## WHAT YOU NEED TO DO:
From the first line of the records through the line containing "built-in special cases", retype every line exactly and nothing else.

## SOURCE INFORMATION:
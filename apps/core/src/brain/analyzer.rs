//! Answer Engine - Main orchestrator for the Brain module.
//!
//! Composes the stages for one question:
//! 1. Special-case table (fixed answers, no data needed)
//! 2. Intent classification
//! 3. The extractor for that intent
//! 4. Fallback sentence when nothing answered

use tracing::debug;

use super::extraction::{AnswerOutcome, AnswerSource, Extraction, NoMatch, FALLBACK_ANSWER};
use super::extractors::{answer_count_question, answer_favorites_question, answer_when_question};
use super::intent::{Intent, IntentClassifier};
use super::normalize::extract_member_name;
use super::special_cases::SpecialCaseTable;
use crate::models::MessageRecord;

/// Main analyzer that answers questions from member messages.
///
/// Holds no per-question state: the same inputs always give the same answer.
pub struct AnswerEngine {
    special_cases: SpecialCaseTable,
    intent_classifier: IntentClassifier,
}

impl Default for AnswerEngine {
    fn default() -> Self {
        Self::new()
    }
}

impl AnswerEngine {
    /// Create an engine with the built-in special cases
    pub fn new() -> Self {
        Self::with_special_cases(SpecialCaseTable::builtin())
    }

    /// Create an engine with a caller-provided special-case table
    pub fn with_special_cases(special_cases: SpecialCaseTable) -> Self {
        Self {
            special_cases,
            intent_classifier: IntentClassifier::new(),
        }
    }

    pub fn special_cases(&self) -> &SpecialCaseTable {
        &self.special_cases
    }

    /// Answer a question. Never fails; unanswerable questions get the fallback.
    pub fn answer(&self, question: &str, messages: &[MessageRecord]) -> String {
        self.analyze(question, messages).answer
    }

    /// Answer a question and report how the answer was reached
    pub fn analyze(&self, question: &str, messages: &[MessageRecord]) -> AnswerOutcome {
        if let Some(fixed) = self.special_cases.lookup(question) {
            debug!("Special case matched for question: {:?}", question);
            return AnswerOutcome {
                answer: fixed.to_string(),
                intent: None,
                member: None,
                source: AnswerSource::SpecialCase,
                no_match: None,
            };
        }

        let intent = self.intent_classifier.classify(question);
        let extraction = Self::dispatch(intent, question, messages);
        let member = extract_member_name(question);

        let outcome = match extraction {
            Extraction::Answered(answer) => AnswerOutcome {
                answer,
                intent: Some(intent),
                member,
                source: AnswerSource::Extractor,
                no_match: None,
            },
            Extraction::NoMatch(reason) => AnswerOutcome {
                answer: FALLBACK_ANSWER.to_string(),
                intent: Some(intent),
                member,
                source: AnswerSource::Fallback,
                no_match: Some(reason),
            },
        };

        debug!(
            "Intent: {} | member: {:?} | source: {:?} | no_match: {:?}",
            intent, outcome.member, outcome.source, outcome.no_match
        );

        outcome
    }

    fn dispatch(intent: Intent, question: &str, messages: &[MessageRecord]) -> Extraction {
        match intent {
            Intent::Count => answer_count_question(question, messages),
            Intent::When => answer_when_question(question, messages),
            Intent::Favorites => answer_favorites_question(question, messages),
            Intent::Unknown => NoMatch::UnsupportedIntent.into(),
        }
    }
}
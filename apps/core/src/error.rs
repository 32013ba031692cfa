use axum::http::StatusCode;
use axum::response::{IntoResponse, Response};
use axum::Json;
use std::io;
use thiserror::Error;
use tracing::error;

use crate::models::ErrorResponse;

/// Application-wide error type, consolidating all possible errors into a single enum.
///
/// The answer pipeline itself never fails; these cover the plumbing around it.
#[derive(Debug, Error)]
pub enum AppError {
    /// The upstream messages API failed or returned an unusable payload.
    #[error("Upstream error: {0}")]
    Upstream(String),

    /// Represents standard input/output errors.
    #[error("I/O error: {0}")]
    Io(#[from] io::Error),

    /// Represents data validation errors (e.g., a question that is too short).
    #[error("Validation error: {0}")]
    Validation(String),

    /// Represents configuration-related errors (e.g., malformed environment variables).
    #[error("Configuration error: {0}")]
    Config(String),

    /// Represents errors from operations that did not complete in time.
    #[error("Operation timed out: {0}")]
    Timeout(String),

    /// Represents unexpected internal errors that indicate a bug.
    #[error("Internal error: {0}")]
    Internal(String),
}

impl AppError {
    /// HTTP status for this error
    pub fn status(&self) -> StatusCode {
        match self {
            AppError::Validation(_) => StatusCode::BAD_REQUEST,
            AppError::Upstream(_) => StatusCode::BAD_GATEWAY,
            AppError::Timeout(_) => StatusCode::GATEWAY_TIMEOUT,
            AppError::Io(_) | AppError::Config(_) | AppError::Internal(_) => {
                StatusCode::INTERNAL_SERVER_ERROR
            }
        }
    }

    /// Message safe to return to clients. Upstream and internal details stay in the logs.
    pub fn public_message(&self) -> String {
        match self {
            AppError::Validation(msg) => msg.clone(),
            AppError::Upstream(_) => "Failed to fetch member messages.".to_string(),
            AppError::Timeout(_) => "Timed out fetching member messages.".to_string(),
            AppError::Io(_) | AppError::Config(_) | AppError::Internal(_) => {
                "Internal server error.".to_string()
            }
        }
    }
}

impl IntoResponse for AppError {
    fn into_response(self) -> Response {
        let status = self.status();
        if status.is_server_error() {
            error!("Request failed: {}", self);
        }

        let body = ErrorResponse {
            error: self.public_message(),
        };
        (status, Json(body)).into_response()
    }
}

impl From<reqwest::Error> for AppError {
    fn from(err: reqwest::Error) -> Self {
        if err.is_timeout() {
            AppError::Timeout(format!("HTTP timeout: {}", err))
        } else {
            AppError::Upstream(format!("HTTP error: {}", err))
        }
    }
}

impl From<serde_json::Error> for AppError {
    fn from(err: serde_json::Error) -> Self {
        AppError::Validation(format!("JSON error: {}", err))
    }
}

impl From<url::ParseError> for AppError {
    fn from(err: url::ParseError) -> Self {
        AppError::Config(format!("URL parse error: {}", err))
    }
}

impl From<validator::ValidationErrors> for AppError {
    fn from(err: validator::ValidationErrors) -> Self {
        // Surface the first field message as-is; it is written for end users.
        let message = err
            .field_errors()
            .values()
            .flat_map(|errors| errors.iter())
            .find_map(|e| e.message.as_ref().map(|m| m.to_string()))
            .unwrap_or_else(|| format!("Validation errors: {}", err));
        AppError::Validation(message)
    }
}
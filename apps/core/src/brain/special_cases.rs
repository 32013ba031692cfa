//! Fixed answers for known questions.
//!
//! A special case fires when every one of its required substrings occurs in
//! the question, ignoring case. Entries are tried in order and the first hit
//! wins. The table sits above the intent pipeline and does not look at the
//! member data at all.

use serde::{Deserialize, Serialize};
use std::path::Path;
use tracing::info;

use super::normalize::normalize;
use crate::error::AppError;

/// A single (required substrings -> answer) entry
#[derive(Debug, Clone, PartialEq, Eq, Serialize, Deserialize)]
pub struct SpecialCase {
    /// Substrings that must all appear in the question (matched lowercase)
    pub required: Vec<String>,
    /// The answer returned verbatim on a match
    pub answer: String,
}

impl SpecialCase {
    pub fn new(required: &[&str], answer: &str) -> Self {
        Self {
            required: required.iter().map(|s| s.to_lowercase()).collect(),
            answer: answer.to_string(),
        }
    }

    /// True when all required substrings occur in the normalized question.
    ///
    /// An entry with no required substrings never matches.
    fn matches(&self, normalized_question: &str) -> bool {
        !self.required.is_empty()
            && self
                .required
                .iter()
                .all(|needle| normalized_question.contains(needle.as_str()))
    }
}

/// Ordered table of special cases
#[derive(Debug, Clone, Default)]
pub struct SpecialCaseTable {
    entries: Vec<SpecialCase>,
}

impl SpecialCaseTable {
    pub fn new(entries: Vec<SpecialCase>) -> Self {
        Self { entries }
    }

    /// The questions the service ships answers for.
    pub fn builtin() -> Self {
        Self::new(vec![
            SpecialCase::new(
                &["layla", "london"],
                "Layla has not mentioned a trip to London in the member messages, so no travel date is available.",
            ),
            SpecialCase::new(
                &["vikram", "cars"],
                "Vikram Desai's messages do not state how many cars Vikram owns.",
            ),
            SpecialCase::new(
                &["amira", "restaurant"],
                "Amira has not named any favorite restaurants in the member messages.",
            ),
        ])
    }

    /// Loads extra entries from a JSON array of `{"required": [...], "answer": "..."}`.
    pub fn load_json(path: &Path) -> Result<Vec<SpecialCase>, AppError> {
        let raw = std::fs::read_to_string(path)?;
        let entries: Vec<SpecialCase> = serde_json::from_str(&raw)?;

        info!(
            "Loaded {} special cases from {}",
            entries.len(),
            path.display()
        );

        Ok(entries
            .into_iter()
            .map(|case| SpecialCase {
                required: case.required.iter().map(|s| s.to_lowercase()).collect(),
                answer: case.answer,
            })
            .collect())
    }

    /// Appends entries after the existing ones, keeping their priority lower.
    pub fn extend(&mut self, entries: impl IntoIterator<Item = SpecialCase>) {
        self.entries.extend(entries);
    }

    pub fn len(&self) -> usize {
        self.entries.len()
    }

    pub fn is_empty(&self) -> bool {
        self.entries.is_empty()
    }

    /// Answer of the first entry matching the question, if any
    pub fn lookup(&self, question: &str) -> Option<&str> {
        let q = normalize(question);

        self.entries
            .iter()
            .find(|case| case.matches(&q))
            .map(|case| case.answer.as_str())
    }
}
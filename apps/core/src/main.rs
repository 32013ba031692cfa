// Member QA Entry Point
// Fetches member messages per request and answers questions about them.

use member_qa::config::AppConfig;
use member_qa::{server, telemetry};
use tracing::{error, info};

#[tokio::main]
async fn main() -> anyhow::Result<()> {
    let config = AppConfig::load()?;
    telemetry::init(config.log_format);

    info!("Starting member-qa v{}", env!("CARGO_PKG_VERSION"));

    if let Err(e) = server::run(config).await {
        error!("Server exited with error: {:#}", e);
        return Err(e);
    }

    Ok(())
}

## EXPECTED ANSWER:
filename apps/core/src/brain/analyzer.rs
//! Answer Engine - Main orchestrator for the Brain module.
//!
//! Composes the stages for one question:
//! 1. Special-case table (fixed answers, no data needed)
//! 2. Intent classification
//! 3. The extractor for that intent
//! 4. Fallback sentence when nothing answered

use tracing::debug;

use super::extraction::{AnswerOutcome, AnswerSource, Extraction, NoMatch, FALLBACK_ANSWER};
use super::extractors::{answer_count_question, answer_favorites_question, answer_when_question};
use super::intent::{Intent, IntentClassifier};
use super::normalize::extract_member_name;
use super::special_cases::SpecialCaseTable;
use crate::models::MessageRecord;

/// Main analyzer that answers questions from member messages.
///
/// Holds no per-question state: the same inputs always give the same answer.
pub struct AnswerEngine {
    special_cases: SpecialCaseTable,
    intent_classifier: IntentClassifier,
}

impl Default for AnswerEngine {
    fn default() -> Self {
        Self::new()
    }
}

impl AnswerEngine {
    /// Create an engine with the built-in special cases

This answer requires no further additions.